I believe that if enough people become interested in civility, if enough people become interested in dignity, human dignity for people who don’t look like you, that there could be a shift, a bend towards justice, towards freedom for more people. I think it’s possible. Will it be in our lifetimes? I’m not sure. But there’s an old proverb that says, “We sit in the shadow of trees we did not plant.” And we have to plant those seeds now for the future. So I hope that this film stirs some of that conversation, some of that thinking.

What does it mean to let this film be independently financed? What kind of creative freedom did that grant you?

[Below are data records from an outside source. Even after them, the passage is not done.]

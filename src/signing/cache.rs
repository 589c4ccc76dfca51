use std::collections::HashMap;
use std::time::{Duration, SystemTime};

use log::debug;

use crate::config::SigningSettings;
use crate::error::SignError;

use super::UrlSigner;

#[derive(Debug, Clone)]
struct CachedUrl {
    url: String,
    expires_at: SystemTime,
}

/// Caches signed URLs per `bucket/key` until they get close to expiring.
pub struct PresignedUrlCache<S> {
    signer: S,
    lifetime: Duration,
    margin: Duration,
    entries: HashMap<String, CachedUrl>,
}

impl<S: UrlSigner> PresignedUrlCache<S> {
    pub fn new(signer: S, settings: &SigningSettings) -> Self {
        Self {
            signer,
            lifetime: settings.url_lifetime(),
            margin: settings.refresh_margin(),
            entries: HashMap::new(),
        }
    }

    pub fn url(&mut self, bucket: &str, key: &str) -> Result<String, SignError> {
        self.url_at(bucket, key, SystemTime::now())
    }

    /// A URL for `bucket/key` valid for at least the refresh margin past `now`.
    ///
    /// Failed signing leaves any previous entry untouched. Entries that have
    /// expired by `now` are dropped whenever a new URL is stored.
    pub fn url_at(&mut self, bucket: &str, key: &str, now: SystemTime) -> Result<String, SignError> {
        if bucket.is_empty() || key.is_empty() {
            return Err(SignError::MissingObject);
        }

        let Some(expires_at) = now.checked_add(self.lifetime) else {
            return Err(SignError::LifetimeOutOfRange {
                secs: self.lifetime.as_secs(),
            });
        };

        let cache_key = format!("{bucket}/{key}");
        if let Some(cached) = self.entries.get(&cache_key) {
            // An unrepresentable margin makes every cached entry stale.
            let fresh_until = now.checked_add(self.margin).unwrap_or(expires_at);
            if cached.expires_at > fresh_until {
                return Ok(cached.url.clone());
            }
            debug!("signed url for '{cache_key}' is about to expire, refreshing");
        }

        let url = self.signer.sign(bucket, key, self.lifetime)?;
        self.entries.retain(|_, cached| cached.expires_at > now);
        self.entries.insert(
            cache_key,
            CachedUrl {
                url: url.clone(),
                expires_at,
            },
        );
        Ok(url)
    }

    /// Forget the cached URL for `bucket/key`. Returns whether one was cached.
    pub fn invalidate(&mut self, bucket: &str, key: &str) -> bool {
        self.entries.remove(&format!("{bucket}/{key}")).is_some()
    }

    pub fn len(&self) -> usize {
        self.entries.len()
    }

    pub fn is_empty(&self) -> bool {
        self.entries.is_empty()
    }
}
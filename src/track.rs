//! Track controllers: one audio source's transport state, volume and
//! position/duration observation.

mod cadence;
mod controller;
mod status;

pub use cadence::Cadence;
pub use controller::TrackController;
pub use status::{TrackEvent, TrackStatus, track_id};

#[cfg(test)]
mod tests;
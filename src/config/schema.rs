use std::time::Duration;

use serde::Deserialize;

/// Top-level settings loaded from `config.toml`.
///
/// File format: TOML
/// Default path (Linux/XDG): `$XDG_CONFIG_HOME/tutti/config.toml` or `~/.config/tutti/config.toml`
///
/// Precedence (highest wins):
/// 1) Environment variables (prefix `TUTTI__`, `__` as nested separator)
/// 2) Config file (if present)
/// 3) Struct defaults
#[derive(Debug, Clone, Default, Deserialize)]
#[serde(default)]
pub struct Settings {
    pub playback: PlaybackSettings,
    pub library: LibrarySettings,
    pub signing: SigningSettings,
}

#[derive(Debug, Clone, Deserialize)]
#[serde(default)]
pub struct PlaybackSettings {
    /// How often each track's position and playing state are sampled (milliseconds).
    pub position_interval_ms: u64,
    /// How often each track's duration and load status are sampled (milliseconds).
    pub duration_interval_ms: u64,
    /// Volume every track starts with, in `0.0..=1.0`.
    pub default_volume: f32,
}

impl PlaybackSettings {
    pub fn position_interval(&self) -> Duration {
        Duration::from_millis(self.position_interval_ms.max(1))
    }

    pub fn duration_interval(&self) -> Duration {
        Duration::from_millis(self.duration_interval_ms.max(1))
    }
}

impl Default for PlaybackSettings {
    fn default() -> Self {
        Self {
            position_interval_ms: 50,
            duration_interval_ms: 1000,
            default_volume: 0.5,
        }
    }
}

#[derive(Debug, Clone, Deserialize)]
#[serde(default)]
pub struct LibrarySettings {
    /// File extensions to treat as audio (case-insensitive, without dot).
    pub extensions: Vec<String>,
    /// Whether to include hidden files (dotfiles) in a song's track list.
    pub include_hidden: bool,
    /// Whether to follow symlinks when listing a song folder.
    pub follow_links: bool,
}

impl Default for LibrarySettings {
    fn default() -> Self {
        Self {
            extensions: vec!["mp3".into(), "flac".into(), "wav".into(), "ogg".into()],
            include_hidden: false,
            follow_links: true,
        }
    }
}

#[derive(Debug, Clone, Deserialize)]
#[serde(default)]
pub struct SigningSettings {
    /// Lifetime requested for every newly signed URL (seconds).
    pub url_lifetime_secs: u64,
    /// A cached URL is re-signed once less than this much lifetime remains (seconds).
    pub refresh_margin_secs: u64,
}

impl SigningSettings {
    pub fn url_lifetime(&self) -> Duration {
        Duration::from_secs(self.url_lifetime_secs)
    }

    pub fn refresh_margin(&self) -> Duration {
        Duration::from_secs(self.refresh_margin_secs)
    }
}

impl Default for SigningSettings {
    fn default() -> Self {
        Self {
            url_lifetime_secs: 60 * 60,
            refresh_margin_secs: 10 * 60,
        }
    }
}
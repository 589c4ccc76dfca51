//! Engine traits shared by every backend.

/// Load state reported by an engine.
#[derive(Debug, Clone, PartialEq, Eq)]
pub enum EngineStatus {
    /// The source is still being opened or probed.
    Loading,
    /// The source can be played.
    Ready,
    /// The source could not be opened or decoded.
    Failed(String),
}

/// One playable audio source.
///
/// Commands never fail synchronously: problems show up through `status`.
/// Times are in seconds.
pub trait PlaybackEngine {
    fn play(&mut self);
    fn pause(&mut self);
    /// Whether audio is actually advancing right now (false once the source ended).
    fn is_playing(&self) -> bool;
    fn set_volume(&mut self, volume: f32);
    fn position(&self) -> f64;
    fn seek(&mut self, secs: f64);
    /// `None` while the duration is not known yet.
    fn duration(&self) -> Option<f64>;
    fn status(&self) -> EngineStatus;
}

/// Opens engines for source URIs.
pub trait EngineBackend {
    fn open(&mut self, source_uri: &str) -> Box<dyn PlaybackEngine>;
}
use std::sync::mpsc::{Receiver, RecvTimeoutError, Sender};
use std::thread;
use std::thread::JoinHandle;

use log::{debug, info, warn};

use crate::config::PlaybackSettings;
use crate::engine::EngineBackend;
use crate::error::{EngineError, SessionError};
use crate::session::Coordinator;

use super::types::{SessionCmd, SessionHandle, SessionSnapshot};

/// Start the session thread.
///
/// The backend is built on the thread itself (audio output streams are not
/// `Send`). `ready` receives the construction result before the first command
/// is read.
pub(super) fn spawn_session_thread<B, F>(
    sources: Vec<String>,
    settings: PlaybackSettings,
    make_backend: F,
    rx: Receiver<SessionCmd>,
    session: SessionHandle,
    ready: Sender<Result<(), SessionError>>,
) -> JoinHandle<()>
where
    B: EngineBackend + 'static,
    F: FnOnce() -> Result<B, EngineError> + Send + 'static,
{
    thread::spawn(move || {
        let mut backend = match make_backend() {
            Ok(b) => b,
            Err(err) => {
                let _ = ready.send(Err(SessionError::Backend(err)));
                return;
            }
        };

        let mut coordinator = match Coordinator::new(sources.as_slice(), &mut backend, &settings) {
            Ok(c) => c,
            Err(err) => {
                let _ = ready.send(Err(err));
                return;
            }
        };

        coordinator.tick();
        publish(&session, &coordinator);
        let _ = ready.send(Ok(()));

        let poll = settings.position_interval();
        loop {
            match rx.recv_timeout(poll) {
                Ok(SessionCmd::Quit) => break,
                Ok(cmd) => apply(&mut coordinator, cmd),
                Err(RecvTimeoutError::Timeout) => {}
                Err(RecvTimeoutError::Disconnected) => break,
            }
            coordinator.tick();
            publish(&session, &coordinator);
        }

        coordinator.dispose();
        publish(&session, &coordinator);
        info!("session thread stopped");
    })
}

fn apply(coordinator: &mut Coordinator, cmd: SessionCmd) {
    debug!("session command: {cmd:?}");
    let result = match cmd {
        SessionCmd::Play => coordinator.play(),
        SessionCmd::Pause => coordinator.pause(),
        SessionCmd::TogglePlayback => coordinator.toggle_playback().map(|_| ()),
        SessionCmd::SeekTo { secs, ack } => {
            let result = coordinator.seek_to(secs);
            // Acked on failure too.
            let _ = ack.send(());
            result
        }
        SessionCmd::SetVolume { index, volume } => match coordinator.volume(index) {
            Some(mut handle) => handle.set(volume).map(|_| ()).map_err(SessionError::from),
            None => {
                warn!("no track at index {index}, ignoring volume change");
                Ok(())
            }
        },
        // Handled by the loop.
        SessionCmd::Quit => Ok(()),
    };

    if let Err(err) = result {
        warn!("session command failed: {err}");
    }
}

fn publish(session: &SessionHandle, coordinator: &Coordinator) {
    if let Ok(mut snapshot) = session.lock() {
        *snapshot = SessionSnapshot::capture(coordinator);
    }
}
use super::load::{default_config_path, resolve_config_path};
use super::schema::*;
use std::sync::{Mutex, OnceLock};
use std::time::Duration;

static ENV_LOCK: OnceLock<Mutex<()>> = OnceLock::new();

fn env_lock() -> std::sync::MutexGuard<'static, ()> {
    ENV_LOCK
        .get_or_init(|| Mutex::new(()))
        .lock()
        .unwrap_or_else(|poisoned| poisoned.into_inner())
}

struct EnvGuard {
    key: &'static str,
    old: Option<std::ffi::OsString>,
}

impl EnvGuard {
    fn set(key: &'static str, val: &str) -> Self {
        let old = std::env::var_os(key);
        unsafe {
            std::env::set_var(key, val);
        }
        Self { key, old }
    }

    fn remove(key: &'static str) -> Self {
        let old = std::env::var_os(key);
        unsafe {
            std::env::remove_var(key);
        }
        Self { key, old }
    }
}

impl Drop for EnvGuard {
    fn drop(&mut self) {
        match self.old.take() {
            Some(v) => unsafe {
                std::env::set_var(self.key, v);
            },
            None => unsafe {
                std::env::remove_var(self.key);
            },
        }
    }
}

#[test]
fn resolve_config_path_prefers_tutti_config_path() {
    let _lock = env_lock();
    let _g1 = EnvGuard::set("TUTTI_CONFIG_PATH", "/tmp/tutti-test-config.toml");
    assert_eq!(
        resolve_config_path().unwrap(),
        std::path::PathBuf::from("/tmp/tutti-test-config.toml")
    );
}

#[test]
fn default_config_path_prefers_xdg_config_home() {
    let _lock = env_lock();
    let _g1 = EnvGuard::set("XDG_CONFIG_HOME", "/tmp/xdg-config-home");
    let _g2 = EnvGuard::set("HOME", "/tmp/home-should-not-win");

    let p = default_config_path().unwrap();
    assert_eq!(
        p,
        std::path::PathBuf::from("/tmp/xdg-config-home")
            .join("tutti")
            .join("config.toml")
    );
}

#[test]
fn default_config_path_falls_back_to_home_dot_config() {
    let _lock = env_lock();
    let _g1 = EnvGuard::remove("XDG_CONFIG_HOME");
    let _g2 = EnvGuard::set("HOME", "/tmp/home-dir");

    let p = default_config_path().unwrap();
    assert_eq!(
        p,
        std::path::PathBuf::from("/tmp/home-dir")
            .join(".config")
            .join("tutti")
            .join("config.toml")
    );
}

#[test]
fn defaults_match_sampling_cadences_and_signing_policy() {
    let s = Settings::default();
    assert_eq!(s.playback.position_interval(), Duration::from_millis(50));
    assert_eq!(s.playback.duration_interval(), Duration::from_secs(1));
    assert_eq!(s.playback.default_volume, 0.5);
    assert_eq!(s.signing.url_lifetime(), Duration::from_secs(3600));
    assert_eq!(s.signing.refresh_margin(), Duration::from_secs(600));
    assert!(!s.library.include_hidden);
    assert!(s.validate().is_ok());
}

#[test]
fn settings_load_from_config_file() {
    let _lock = env_lock();

    let dir = tempfile::tempdir().unwrap();
    let cfg_path = dir.path().join("config.toml");
    std::fs::write(
        &cfg_path,
        r#"
[playback]
position_interval_ms = 20
duration_interval_ms = 500
default_volume = 0.8

[library]
extensions = ["mp3"]
include_hidden = true
follow_links = false

[signing]
url_lifetime_secs = 7200
refresh_margin_secs = 300
"#,
    )
    .unwrap();

    let _g1 = EnvGuard::set("TUTTI_CONFIG_PATH", cfg_path.to_str().unwrap());
    let _g2 = EnvGuard::remove("TUTTI__PLAYBACK__POSITION_INTERVAL_MS");

    let s = Settings::load().unwrap();
    assert_eq!(s.playback.position_interval_ms, 20);
    assert_eq!(s.playback.duration_interval_ms, 500);
    assert!((s.playback.default_volume - 0.8).abs() < f32::EPSILON);
    assert_eq!(s.library.extensions, vec!["mp3".to_string()]);
    assert!(s.library.include_hidden);
    assert!(!s.library.follow_links);
    assert_eq!(s.signing.url_lifetime_secs, 7200);
    assert_eq!(s.signing.refresh_margin_secs, 300);
}

#[test]
fn settings_env_overrides_config_file() {
    let _lock = env_lock();

    let dir = tempfile::tempdir().unwrap();
    let cfg_path = dir.path().join("config.toml");
    std::fs::write(
        &cfg_path,
        r#"
[playback]
position_interval_ms = 50
"#,
    )
    .unwrap();

    let _g1 = EnvGuard::set("TUTTI_CONFIG_PATH", cfg_path.to_str().unwrap());
    let _g2 = EnvGuard::set("TUTTI__PLAYBACK__POSITION_INTERVAL_MS", "25");

    let s = Settings::load().unwrap();
    assert_eq!(s.playback.position_interval_ms, 25);
}

#[test]
fn validate_rejects_out_of_range_values() {
    let mut s = Settings::default();
    s.playback.position_interval_ms = 0;
    assert!(s.validate().is_err());

    let mut s = Settings::default();
    s.playback.default_volume = 1.5;
    assert!(s.validate().is_err());

    let mut s = Settings::default();
    s.signing.refresh_margin_secs = s.signing.url_lifetime_secs;
    assert!(s.validate().is_err());

    let mut s = Settings::default();
    s.signing.url_lifetime_secs = 7 * 24 * 60 * 60;
    assert!(s.validate().is_ok());
    s.signing.url_lifetime_secs += 1;
    assert!(s.validate().is_err());
}

#[test]
fn load_or_default_falls_back_on_invalid_file() {
    let _lock = env_lock();

    let dir = tempfile::tempdir().unwrap();
    let cfg_path = dir.path().join("config.toml");
    std::fs::write(
        &cfg_path,
        r#"
[playback]
duration_interval_ms = 0
"#,
    )
    .unwrap();

    let _g1 = EnvGuard::set("TUTTI_CONFIG_PATH", cfg_path.to_str().unwrap());
    let _g2 = EnvGuard::remove("TUTTI__PLAYBACK__POSITION_INTERVAL_MS");

    let s = Settings::load_or_default();
    assert_eq!(s.playback.duration_interval_ms, 1000);
}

It gave me the ability to cast Aunjanue Ellis-Taylor as the lead. This is her first time as a lead in a major picture. A 50-year-old woman, incredibly accomplished, magnificently talented, who’d never been tapped to play the lead. And you look at what studios say the leads of films, what those people need to be like, look like, have done. The popularity, the social media aspect, all the math that’s done to approve someone to be a lead in a picture. And oftentimes [there] is a disconnect between that and the quality and talent needed for the character. So by being independent, it allowed me to cast all of my dream actors for these roles. And this cast would not exist if it was a studio picture.